Когда они столкнулись на улице Кальцайоли, он первый узнал Энеа и тепло пожал ему руку. Энеа же никак не мог припомнить его имени. Прошло несколько неловких минут, прежде чем он сумел вызвать в памяти образ безукоризненно воспитанного англичанина, одно время снимавшего просторную мансарду по соседству. (Ходили, правда, слухи о его нездоровом пристрастии к мальчикам из порядочных семейств, коих матери вверяли ему, дабы он развил в них артистическую чувственность.)

— Ну-ка, ну-ка, дай на тебя посмотреть! — с улыбкой говорил Локридж, щурясь за толстыми стеклами очков, сжимая руку Энеа длинными холодными пальцами. — Все тот же, как и тридцать лет назад. Ничуть не изменился — уж ты мне поверь, у меня глаз наметанный.

Энеа окинул взглядом худую нескладную фигуру в нелепом одеянии: футболка с яркими цветными полосками, мешковатые фланелевые штаны, кожаные сандалии и красные носки.

— Очень, очень рад, — сказал он. И, не желая чересчур кривить душой, добавил: — А седина тебе идет.

Тогда Энеа и в голову не пришло, что неожиданная встреча с англичанином даст ему возможность снова помогать Нанде.

6

— Слышал? — спросила Матильда сына, наливая себе из супницы первое. — Теперь розысками маньяка занимается специальное подразделение.

— Да слышал, слышал. — Энеа сел за стол, расправил на коленях салфетку. Он только что вколол себе инсулин, после чего надо было срочно поесть.

Но Матильде не хотелось, чтобы начатый разговор тут же иссяк. Она понимала: следует очень осторожно подбирать слова, иначе он по обыкновению замкнется в молчании, однако не нашла ничего другого, как признаться, что ее не оставляет мысль об искромсанных трупах.

— Наверно, у него очень острый нож. — Она немного помедлила и выпалила: — Или скальпель.

Энеа уставился в тарелку, ожидая, когда мать освободит наконец супницу.

— Ма, ты что, забыла: я после укола должен срочно что-нибудь съесть!

Матильда налила ему супу и стала есть сама, но хватило ее лишь на несколько ложек.

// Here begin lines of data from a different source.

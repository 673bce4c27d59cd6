mod articles;
mod config;
mod errors;
mod headline;
mod llm_client;
mod models;
mod routes;
mod seo;
mod state;
mod store;
mod suggestions;
mod vision;

use std::net::SocketAddr;
use std::sync::Arc;

use anyhow::Result;
use tower_http::{cors::CorsLayer, trace::TraceLayer};
use tracing::info;
use tracing_subscriber::{layer::SubscriberExt, util::SubscriberInitExt, EnvFilter};

use crate::config::Config;
use crate::llm_client::GeminiClient;
use crate::routes::build_router;
use crate::state::AppState;
use crate::store::InMemoryArticleStore;

#[tokio::main]
async fn main() -> Result<()> {
    // Load configuration first
    let config = Config::from_env()?;

    // Initialize structured logging
    tracing_subscriber::registry()
        .with(EnvFilter::try_from_default_env().unwrap_or_else(|_| {
            EnvFilter::new(format!("{}={}", env!("CARGO_PKG_NAME"), &config.rust_log))
        }))
        .with(tracing_subscriber::fmt::layer())
        .init();

    info!("Starting ContentForge API v{}", env!("CARGO_PKG_VERSION"));

    // Initialize the Gemini client. Without a key every generation endpoint
    // serves deterministic mock data, which keeps local development keyless.
    let llm = match config.gemini_api_key.clone() {
        Some(api_key) => {
            info!("Gemini client initialized (model: {})", llm_client::MODEL);
            Some(GeminiClient::new(api_key))
        }
        None => {
            info!("GEMINI_API_KEY not set, generation endpoints will serve mock data");
            None
        }
    };

    // Initialize the article history store (in-memory by default)
    let store = Arc::new(InMemoryArticleStore::default());

    // Build app state
    let state = AppState { llm, store };

    // Build router
    let app = build_router(state)
        .layer(TraceLayer::new_for_http())
        .layer(CorsLayer::permissive()); // TODO: tighten CORS in production

    let addr: SocketAddr = format!("0.0.0.0:{}", config.port).parse()?;
    info!("Listening on {addr}");

    let listener = tokio::net::TcpListener::bind(addr).await?;
    axum::serve(listener, app).await?;

    Ok(())
}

— Говорят, в городе по вечерам патрули. Останавливают всех подряд, особенно одиноких мужчин. Может, тебе лучше пока никуда не выходить? — Она украдкой бросила на него взгляд: интересно, как он на такое отреагирует, — но ничего не сумела прочесть на его лице. — Я очень нервничаю, когда тебя нет. — В ее голосе прозвучали непривычные, жалобные нотки.

— И зря, — процедил Энеа. — А они тоже хороши: нагоняют страху на людей, почище, чем преступник!

— Будь осторожен, Энеа! — предупредила Матильда. — Будь осторожен!

Он внимательно посмотрел на нее.

— По-моему, ты стареешь, ма. С чего это мне быть осторожным?

— С того самого! — отрезала Матильда, но на дальнейшие объяснения не отважилась и сменила тему. — Да, тут тебе письмо из Эдинбурга. От какого-то Морриса. Профессора Роберта Морриса из института парапсихологии. — Она тщательно промокнула салфеткой в уголках рта. — Где он только взял твой адрес!

Сын ответил, что сам ему дал карточку: его, дескать, очень заинтересовали опыты Морриса.

— Представляешь, он помещает в аквариум трех рыбок, а потом решает, какую первой вытащить из воды. Так она, веришь ли, предчувствует опасность и ведет себя совсем по-другому, нежели остальные две: вьется, мечется туда-сюда, как будто хочет обмануть судьбу.